§ **Records provided**
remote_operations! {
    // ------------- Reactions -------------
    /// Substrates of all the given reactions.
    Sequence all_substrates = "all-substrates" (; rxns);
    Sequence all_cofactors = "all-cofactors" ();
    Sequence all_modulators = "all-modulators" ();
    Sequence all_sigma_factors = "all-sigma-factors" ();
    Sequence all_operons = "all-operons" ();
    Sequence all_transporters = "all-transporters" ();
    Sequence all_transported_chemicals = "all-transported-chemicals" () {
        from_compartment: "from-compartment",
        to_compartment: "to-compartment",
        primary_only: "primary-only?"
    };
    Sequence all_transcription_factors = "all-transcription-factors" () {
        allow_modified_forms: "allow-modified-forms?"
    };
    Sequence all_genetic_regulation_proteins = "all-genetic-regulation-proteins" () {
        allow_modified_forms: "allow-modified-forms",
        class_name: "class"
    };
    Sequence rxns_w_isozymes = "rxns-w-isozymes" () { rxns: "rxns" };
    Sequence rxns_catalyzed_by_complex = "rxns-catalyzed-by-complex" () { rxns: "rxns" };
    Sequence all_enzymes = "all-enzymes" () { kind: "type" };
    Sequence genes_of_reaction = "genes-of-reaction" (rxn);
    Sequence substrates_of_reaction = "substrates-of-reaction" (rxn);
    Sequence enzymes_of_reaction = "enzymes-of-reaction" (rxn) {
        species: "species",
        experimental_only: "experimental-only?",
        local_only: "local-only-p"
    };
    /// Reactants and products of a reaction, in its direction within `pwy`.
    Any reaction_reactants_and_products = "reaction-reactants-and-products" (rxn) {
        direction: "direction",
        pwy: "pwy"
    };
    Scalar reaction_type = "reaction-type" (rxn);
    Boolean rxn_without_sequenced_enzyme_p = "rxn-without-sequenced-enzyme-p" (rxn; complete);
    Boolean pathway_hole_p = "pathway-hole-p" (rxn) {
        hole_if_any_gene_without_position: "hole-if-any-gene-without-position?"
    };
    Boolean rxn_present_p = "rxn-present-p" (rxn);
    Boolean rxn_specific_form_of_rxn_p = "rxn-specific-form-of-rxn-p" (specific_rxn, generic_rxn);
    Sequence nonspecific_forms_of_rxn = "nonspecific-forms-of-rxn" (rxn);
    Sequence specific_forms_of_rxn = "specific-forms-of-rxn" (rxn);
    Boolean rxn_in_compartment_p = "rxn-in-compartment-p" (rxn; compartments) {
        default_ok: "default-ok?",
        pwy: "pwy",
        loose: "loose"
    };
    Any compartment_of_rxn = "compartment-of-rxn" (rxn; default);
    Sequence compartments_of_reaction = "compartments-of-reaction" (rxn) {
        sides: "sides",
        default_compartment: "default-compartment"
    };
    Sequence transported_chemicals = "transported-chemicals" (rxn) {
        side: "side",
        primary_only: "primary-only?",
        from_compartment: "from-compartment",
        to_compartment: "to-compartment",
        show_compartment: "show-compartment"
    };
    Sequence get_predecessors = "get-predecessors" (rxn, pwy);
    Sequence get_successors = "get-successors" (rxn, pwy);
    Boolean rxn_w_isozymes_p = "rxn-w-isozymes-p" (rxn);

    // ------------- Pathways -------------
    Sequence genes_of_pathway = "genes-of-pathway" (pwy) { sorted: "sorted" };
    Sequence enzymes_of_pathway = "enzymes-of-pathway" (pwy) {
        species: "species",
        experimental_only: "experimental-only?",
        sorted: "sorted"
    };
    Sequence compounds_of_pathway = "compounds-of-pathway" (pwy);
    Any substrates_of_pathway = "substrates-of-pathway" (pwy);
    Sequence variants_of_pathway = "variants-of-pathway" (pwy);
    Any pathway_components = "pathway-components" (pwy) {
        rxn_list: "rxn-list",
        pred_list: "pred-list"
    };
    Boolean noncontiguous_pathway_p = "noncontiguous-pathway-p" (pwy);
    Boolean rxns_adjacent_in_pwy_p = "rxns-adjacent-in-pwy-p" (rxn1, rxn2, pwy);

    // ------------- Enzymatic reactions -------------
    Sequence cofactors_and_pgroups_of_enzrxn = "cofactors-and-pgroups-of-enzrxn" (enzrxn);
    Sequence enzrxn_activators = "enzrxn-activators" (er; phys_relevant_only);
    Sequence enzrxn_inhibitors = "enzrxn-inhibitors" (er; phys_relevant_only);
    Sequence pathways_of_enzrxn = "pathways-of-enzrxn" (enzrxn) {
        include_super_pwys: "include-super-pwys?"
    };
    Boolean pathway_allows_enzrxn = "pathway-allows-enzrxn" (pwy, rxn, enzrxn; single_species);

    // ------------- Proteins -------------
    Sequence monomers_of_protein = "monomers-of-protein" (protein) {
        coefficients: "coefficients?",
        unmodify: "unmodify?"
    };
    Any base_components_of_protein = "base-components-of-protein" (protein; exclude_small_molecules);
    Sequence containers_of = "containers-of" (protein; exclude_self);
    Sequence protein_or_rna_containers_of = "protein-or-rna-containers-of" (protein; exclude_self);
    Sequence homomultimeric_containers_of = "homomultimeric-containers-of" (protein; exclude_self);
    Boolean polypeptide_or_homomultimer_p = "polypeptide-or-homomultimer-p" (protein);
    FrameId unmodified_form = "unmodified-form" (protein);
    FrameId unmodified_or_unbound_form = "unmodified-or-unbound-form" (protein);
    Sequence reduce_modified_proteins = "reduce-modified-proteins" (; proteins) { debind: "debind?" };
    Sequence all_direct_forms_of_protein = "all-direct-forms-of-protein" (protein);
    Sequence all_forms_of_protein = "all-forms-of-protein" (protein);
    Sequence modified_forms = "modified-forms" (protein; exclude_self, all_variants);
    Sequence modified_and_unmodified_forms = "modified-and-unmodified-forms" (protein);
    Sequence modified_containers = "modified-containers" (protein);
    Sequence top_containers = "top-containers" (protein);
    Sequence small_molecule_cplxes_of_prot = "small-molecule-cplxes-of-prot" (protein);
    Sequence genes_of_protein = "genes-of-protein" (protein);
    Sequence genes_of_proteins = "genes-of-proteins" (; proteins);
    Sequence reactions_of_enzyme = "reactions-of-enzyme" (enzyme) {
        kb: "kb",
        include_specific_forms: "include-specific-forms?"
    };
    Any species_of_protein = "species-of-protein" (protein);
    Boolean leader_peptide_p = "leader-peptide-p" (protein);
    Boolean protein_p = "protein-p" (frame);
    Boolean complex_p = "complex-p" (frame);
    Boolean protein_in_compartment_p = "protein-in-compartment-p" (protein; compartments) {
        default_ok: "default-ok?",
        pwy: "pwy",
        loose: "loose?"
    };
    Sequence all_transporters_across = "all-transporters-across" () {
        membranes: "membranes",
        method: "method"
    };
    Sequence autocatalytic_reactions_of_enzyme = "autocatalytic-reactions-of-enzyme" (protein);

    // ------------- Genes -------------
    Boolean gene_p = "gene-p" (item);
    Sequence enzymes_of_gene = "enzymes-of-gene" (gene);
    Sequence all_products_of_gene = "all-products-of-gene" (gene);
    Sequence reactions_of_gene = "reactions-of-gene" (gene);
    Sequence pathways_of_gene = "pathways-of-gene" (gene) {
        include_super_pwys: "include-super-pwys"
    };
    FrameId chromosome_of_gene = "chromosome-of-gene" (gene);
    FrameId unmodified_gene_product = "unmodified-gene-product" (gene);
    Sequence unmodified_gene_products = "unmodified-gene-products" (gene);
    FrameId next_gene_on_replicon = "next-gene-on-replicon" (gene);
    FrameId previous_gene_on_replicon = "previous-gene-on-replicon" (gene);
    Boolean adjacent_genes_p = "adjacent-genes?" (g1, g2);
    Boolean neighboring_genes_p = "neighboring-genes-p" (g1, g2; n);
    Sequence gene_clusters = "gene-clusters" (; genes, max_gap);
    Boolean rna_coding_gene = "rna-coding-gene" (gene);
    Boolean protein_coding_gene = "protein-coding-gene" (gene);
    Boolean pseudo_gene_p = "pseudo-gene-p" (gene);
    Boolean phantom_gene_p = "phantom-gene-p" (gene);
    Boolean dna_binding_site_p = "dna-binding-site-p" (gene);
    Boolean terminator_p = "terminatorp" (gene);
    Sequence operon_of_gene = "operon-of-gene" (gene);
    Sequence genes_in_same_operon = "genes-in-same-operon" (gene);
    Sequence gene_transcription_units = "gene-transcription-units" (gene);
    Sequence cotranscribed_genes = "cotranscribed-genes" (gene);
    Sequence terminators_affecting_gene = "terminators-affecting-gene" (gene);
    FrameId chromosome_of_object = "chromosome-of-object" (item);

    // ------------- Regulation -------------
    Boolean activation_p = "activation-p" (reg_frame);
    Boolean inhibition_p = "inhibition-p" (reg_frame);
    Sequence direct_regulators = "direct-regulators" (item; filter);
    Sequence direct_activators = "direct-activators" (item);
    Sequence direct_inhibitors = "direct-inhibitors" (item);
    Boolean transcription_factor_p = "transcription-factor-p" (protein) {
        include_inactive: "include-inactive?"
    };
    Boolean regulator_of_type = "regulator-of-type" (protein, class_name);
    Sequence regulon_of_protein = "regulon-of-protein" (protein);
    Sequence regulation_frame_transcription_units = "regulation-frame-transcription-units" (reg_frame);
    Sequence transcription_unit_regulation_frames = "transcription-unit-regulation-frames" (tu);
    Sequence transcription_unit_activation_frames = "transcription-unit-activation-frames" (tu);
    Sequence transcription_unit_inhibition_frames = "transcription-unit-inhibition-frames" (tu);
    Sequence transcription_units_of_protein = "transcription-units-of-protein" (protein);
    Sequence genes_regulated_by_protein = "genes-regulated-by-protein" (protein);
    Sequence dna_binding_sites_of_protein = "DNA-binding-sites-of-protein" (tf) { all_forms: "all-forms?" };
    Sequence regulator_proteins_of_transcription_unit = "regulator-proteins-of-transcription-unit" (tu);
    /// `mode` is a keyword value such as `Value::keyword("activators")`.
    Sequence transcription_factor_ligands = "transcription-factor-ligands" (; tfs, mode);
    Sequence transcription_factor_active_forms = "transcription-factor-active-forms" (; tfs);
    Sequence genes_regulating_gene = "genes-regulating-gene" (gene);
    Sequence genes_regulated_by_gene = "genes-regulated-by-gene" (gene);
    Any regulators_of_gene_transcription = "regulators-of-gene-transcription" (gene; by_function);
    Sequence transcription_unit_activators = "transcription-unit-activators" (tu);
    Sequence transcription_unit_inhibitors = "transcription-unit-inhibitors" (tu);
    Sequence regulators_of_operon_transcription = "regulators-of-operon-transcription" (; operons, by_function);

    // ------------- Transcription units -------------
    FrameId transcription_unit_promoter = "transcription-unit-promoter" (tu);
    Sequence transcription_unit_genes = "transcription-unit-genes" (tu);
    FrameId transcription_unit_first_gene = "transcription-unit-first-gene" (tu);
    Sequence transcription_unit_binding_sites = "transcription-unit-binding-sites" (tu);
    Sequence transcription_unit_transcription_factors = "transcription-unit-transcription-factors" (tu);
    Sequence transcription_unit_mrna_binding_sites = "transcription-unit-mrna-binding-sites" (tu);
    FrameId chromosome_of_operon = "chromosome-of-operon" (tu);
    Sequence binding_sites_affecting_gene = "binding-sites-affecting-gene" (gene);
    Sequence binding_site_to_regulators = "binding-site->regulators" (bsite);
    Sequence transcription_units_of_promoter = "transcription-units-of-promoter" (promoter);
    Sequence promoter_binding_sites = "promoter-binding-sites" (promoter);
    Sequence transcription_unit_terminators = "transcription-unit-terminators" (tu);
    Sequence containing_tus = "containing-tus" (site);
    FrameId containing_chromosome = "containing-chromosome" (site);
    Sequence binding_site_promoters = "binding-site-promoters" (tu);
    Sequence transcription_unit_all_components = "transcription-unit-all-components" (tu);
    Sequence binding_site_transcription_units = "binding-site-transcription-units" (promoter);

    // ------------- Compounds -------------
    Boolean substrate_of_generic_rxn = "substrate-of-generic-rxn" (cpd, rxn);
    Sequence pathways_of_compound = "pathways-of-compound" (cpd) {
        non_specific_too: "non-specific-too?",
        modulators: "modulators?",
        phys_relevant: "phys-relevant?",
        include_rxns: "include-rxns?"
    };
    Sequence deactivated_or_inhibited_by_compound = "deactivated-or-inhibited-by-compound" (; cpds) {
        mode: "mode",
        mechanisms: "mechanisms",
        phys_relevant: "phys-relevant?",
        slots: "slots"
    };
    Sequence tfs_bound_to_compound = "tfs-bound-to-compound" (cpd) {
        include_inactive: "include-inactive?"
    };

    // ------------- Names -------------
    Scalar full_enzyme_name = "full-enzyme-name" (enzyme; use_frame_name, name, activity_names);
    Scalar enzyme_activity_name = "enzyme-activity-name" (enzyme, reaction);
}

---

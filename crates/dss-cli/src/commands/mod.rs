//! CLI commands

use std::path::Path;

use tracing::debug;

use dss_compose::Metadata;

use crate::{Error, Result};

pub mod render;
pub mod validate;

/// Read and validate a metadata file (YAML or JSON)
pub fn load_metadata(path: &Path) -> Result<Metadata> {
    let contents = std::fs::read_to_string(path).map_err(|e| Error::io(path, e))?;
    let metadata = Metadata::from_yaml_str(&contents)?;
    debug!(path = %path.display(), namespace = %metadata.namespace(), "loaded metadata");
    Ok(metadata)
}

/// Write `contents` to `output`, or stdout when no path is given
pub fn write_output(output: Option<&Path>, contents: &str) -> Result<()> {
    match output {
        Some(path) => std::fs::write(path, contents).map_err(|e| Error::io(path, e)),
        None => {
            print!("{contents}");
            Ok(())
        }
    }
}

...

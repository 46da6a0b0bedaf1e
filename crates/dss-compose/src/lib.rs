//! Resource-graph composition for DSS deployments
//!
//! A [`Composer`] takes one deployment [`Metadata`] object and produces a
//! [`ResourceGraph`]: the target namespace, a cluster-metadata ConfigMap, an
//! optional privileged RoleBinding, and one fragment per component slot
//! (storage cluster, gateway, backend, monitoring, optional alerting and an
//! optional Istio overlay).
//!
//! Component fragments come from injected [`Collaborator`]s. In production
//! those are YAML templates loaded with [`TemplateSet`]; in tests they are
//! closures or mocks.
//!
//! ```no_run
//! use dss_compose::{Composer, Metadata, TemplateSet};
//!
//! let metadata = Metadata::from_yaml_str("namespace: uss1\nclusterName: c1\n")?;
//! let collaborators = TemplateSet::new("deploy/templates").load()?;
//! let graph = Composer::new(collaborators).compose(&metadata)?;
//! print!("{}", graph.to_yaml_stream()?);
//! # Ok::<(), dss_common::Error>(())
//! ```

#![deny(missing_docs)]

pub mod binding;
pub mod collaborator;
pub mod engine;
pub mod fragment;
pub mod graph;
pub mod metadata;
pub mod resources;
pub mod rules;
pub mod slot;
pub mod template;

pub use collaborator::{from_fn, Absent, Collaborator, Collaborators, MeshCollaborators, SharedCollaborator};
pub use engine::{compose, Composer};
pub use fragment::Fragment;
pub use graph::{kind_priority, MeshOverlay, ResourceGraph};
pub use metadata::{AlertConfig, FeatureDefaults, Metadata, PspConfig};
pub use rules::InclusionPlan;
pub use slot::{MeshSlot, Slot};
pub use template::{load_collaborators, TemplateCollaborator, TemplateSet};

§ **What is being asked**
Show a copy of each line from the records above in which the string "mode" occurs.

§ **Solution to this problem**
    /// `mode` is a keyword value such as `Value::keyword("activators")`.
    Sequence transcription_factor_ligands = "transcription-factor-ligands" (; tfs, mode);
        mode: "mode",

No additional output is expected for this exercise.